What is expected: Write the entries out exactly, with the final line being the one containing "Default timeout for".
::::::::
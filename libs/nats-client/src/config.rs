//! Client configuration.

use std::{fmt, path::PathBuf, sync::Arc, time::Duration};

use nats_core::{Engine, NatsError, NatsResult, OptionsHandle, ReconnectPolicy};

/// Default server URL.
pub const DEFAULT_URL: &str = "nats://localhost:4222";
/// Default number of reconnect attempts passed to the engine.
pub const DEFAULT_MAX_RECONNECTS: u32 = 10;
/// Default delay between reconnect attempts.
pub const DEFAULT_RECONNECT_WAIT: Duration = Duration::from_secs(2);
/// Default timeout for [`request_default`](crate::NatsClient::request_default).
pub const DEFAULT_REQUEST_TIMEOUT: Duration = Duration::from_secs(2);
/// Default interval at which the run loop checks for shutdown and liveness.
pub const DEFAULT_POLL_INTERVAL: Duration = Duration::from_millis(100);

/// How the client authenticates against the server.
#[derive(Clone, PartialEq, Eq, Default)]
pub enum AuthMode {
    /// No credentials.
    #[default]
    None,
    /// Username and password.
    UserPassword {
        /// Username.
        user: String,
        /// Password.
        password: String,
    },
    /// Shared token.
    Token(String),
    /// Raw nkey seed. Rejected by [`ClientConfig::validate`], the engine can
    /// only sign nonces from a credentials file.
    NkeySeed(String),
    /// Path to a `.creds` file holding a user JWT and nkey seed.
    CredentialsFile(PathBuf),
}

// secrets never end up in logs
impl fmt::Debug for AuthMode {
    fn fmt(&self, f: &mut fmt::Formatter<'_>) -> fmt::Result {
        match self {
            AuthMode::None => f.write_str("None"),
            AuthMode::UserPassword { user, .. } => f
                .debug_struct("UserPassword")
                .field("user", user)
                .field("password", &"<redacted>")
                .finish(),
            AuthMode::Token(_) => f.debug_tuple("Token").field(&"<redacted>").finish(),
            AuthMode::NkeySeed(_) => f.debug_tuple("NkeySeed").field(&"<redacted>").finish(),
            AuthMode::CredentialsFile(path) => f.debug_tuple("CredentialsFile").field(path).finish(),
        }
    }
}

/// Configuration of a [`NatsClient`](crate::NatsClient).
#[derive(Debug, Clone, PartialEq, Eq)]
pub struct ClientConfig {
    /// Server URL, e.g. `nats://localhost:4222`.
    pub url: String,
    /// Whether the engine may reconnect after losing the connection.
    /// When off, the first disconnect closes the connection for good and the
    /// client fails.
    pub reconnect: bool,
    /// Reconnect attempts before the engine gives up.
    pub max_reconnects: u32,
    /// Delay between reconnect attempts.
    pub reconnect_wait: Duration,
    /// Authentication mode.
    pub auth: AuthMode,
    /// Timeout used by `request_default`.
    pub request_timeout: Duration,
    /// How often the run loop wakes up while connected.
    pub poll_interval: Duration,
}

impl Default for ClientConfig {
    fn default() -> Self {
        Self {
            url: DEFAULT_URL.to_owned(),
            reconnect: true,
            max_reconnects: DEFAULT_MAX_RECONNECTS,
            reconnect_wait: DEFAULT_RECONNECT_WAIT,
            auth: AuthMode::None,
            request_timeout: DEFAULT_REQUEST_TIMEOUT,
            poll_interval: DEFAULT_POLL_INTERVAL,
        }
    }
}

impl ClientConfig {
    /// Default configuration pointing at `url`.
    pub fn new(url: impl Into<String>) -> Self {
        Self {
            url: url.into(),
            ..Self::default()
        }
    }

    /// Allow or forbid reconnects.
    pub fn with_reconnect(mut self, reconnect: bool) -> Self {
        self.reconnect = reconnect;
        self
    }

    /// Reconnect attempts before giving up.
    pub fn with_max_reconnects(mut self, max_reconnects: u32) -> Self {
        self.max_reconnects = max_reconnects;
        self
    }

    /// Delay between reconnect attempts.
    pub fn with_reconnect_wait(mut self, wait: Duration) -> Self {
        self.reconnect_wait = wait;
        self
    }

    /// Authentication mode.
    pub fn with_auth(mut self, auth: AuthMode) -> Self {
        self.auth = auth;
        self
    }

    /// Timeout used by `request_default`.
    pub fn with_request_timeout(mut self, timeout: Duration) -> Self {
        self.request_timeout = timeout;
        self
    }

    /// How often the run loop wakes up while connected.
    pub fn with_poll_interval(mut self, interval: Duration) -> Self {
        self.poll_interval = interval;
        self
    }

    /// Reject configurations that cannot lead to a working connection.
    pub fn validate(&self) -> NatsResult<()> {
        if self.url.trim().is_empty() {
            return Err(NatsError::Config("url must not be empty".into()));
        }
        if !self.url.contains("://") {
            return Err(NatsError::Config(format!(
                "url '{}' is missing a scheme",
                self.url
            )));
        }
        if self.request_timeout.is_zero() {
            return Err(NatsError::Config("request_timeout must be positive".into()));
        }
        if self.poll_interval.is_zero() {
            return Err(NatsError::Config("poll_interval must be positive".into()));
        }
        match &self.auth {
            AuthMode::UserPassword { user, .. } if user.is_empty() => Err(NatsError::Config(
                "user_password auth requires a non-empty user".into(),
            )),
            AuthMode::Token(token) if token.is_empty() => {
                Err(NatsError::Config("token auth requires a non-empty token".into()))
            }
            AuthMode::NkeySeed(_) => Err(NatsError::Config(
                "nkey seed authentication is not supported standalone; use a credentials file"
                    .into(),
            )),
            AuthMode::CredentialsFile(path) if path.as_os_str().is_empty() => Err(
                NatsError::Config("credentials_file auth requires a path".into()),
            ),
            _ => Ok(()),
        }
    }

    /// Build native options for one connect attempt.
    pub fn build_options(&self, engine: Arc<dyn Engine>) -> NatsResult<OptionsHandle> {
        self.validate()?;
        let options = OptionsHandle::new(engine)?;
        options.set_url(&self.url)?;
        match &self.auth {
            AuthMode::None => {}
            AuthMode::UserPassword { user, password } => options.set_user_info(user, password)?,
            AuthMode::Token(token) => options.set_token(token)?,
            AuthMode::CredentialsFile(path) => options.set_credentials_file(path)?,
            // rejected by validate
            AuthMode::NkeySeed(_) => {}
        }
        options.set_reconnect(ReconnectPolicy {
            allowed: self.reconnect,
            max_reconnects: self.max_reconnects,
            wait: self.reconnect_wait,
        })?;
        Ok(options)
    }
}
::::::::
Result:
filename libs/nats-client/src/config.rs
//! Client configuration.

use std::{fmt, path::PathBuf, sync::Arc, time::Duration};

use nats_core::{Engine, NatsError, NatsResult, OptionsHandle, ReconnectPolicy};

/// Default server URL.
pub const DEFAULT_URL: &str = "nats://localhost:4222";
/// Default number of reconnect attempts passed to the engine.
pub const DEFAULT_MAX_RECONNECTS: u32 = 10;
/// Default delay between reconnect attempts.
pub const DEFAULT_RECONNECT_WAIT: Duration = Duration::from_secs(2);
/// Default timeout for [`request_default`](crate::NatsClient::request_default).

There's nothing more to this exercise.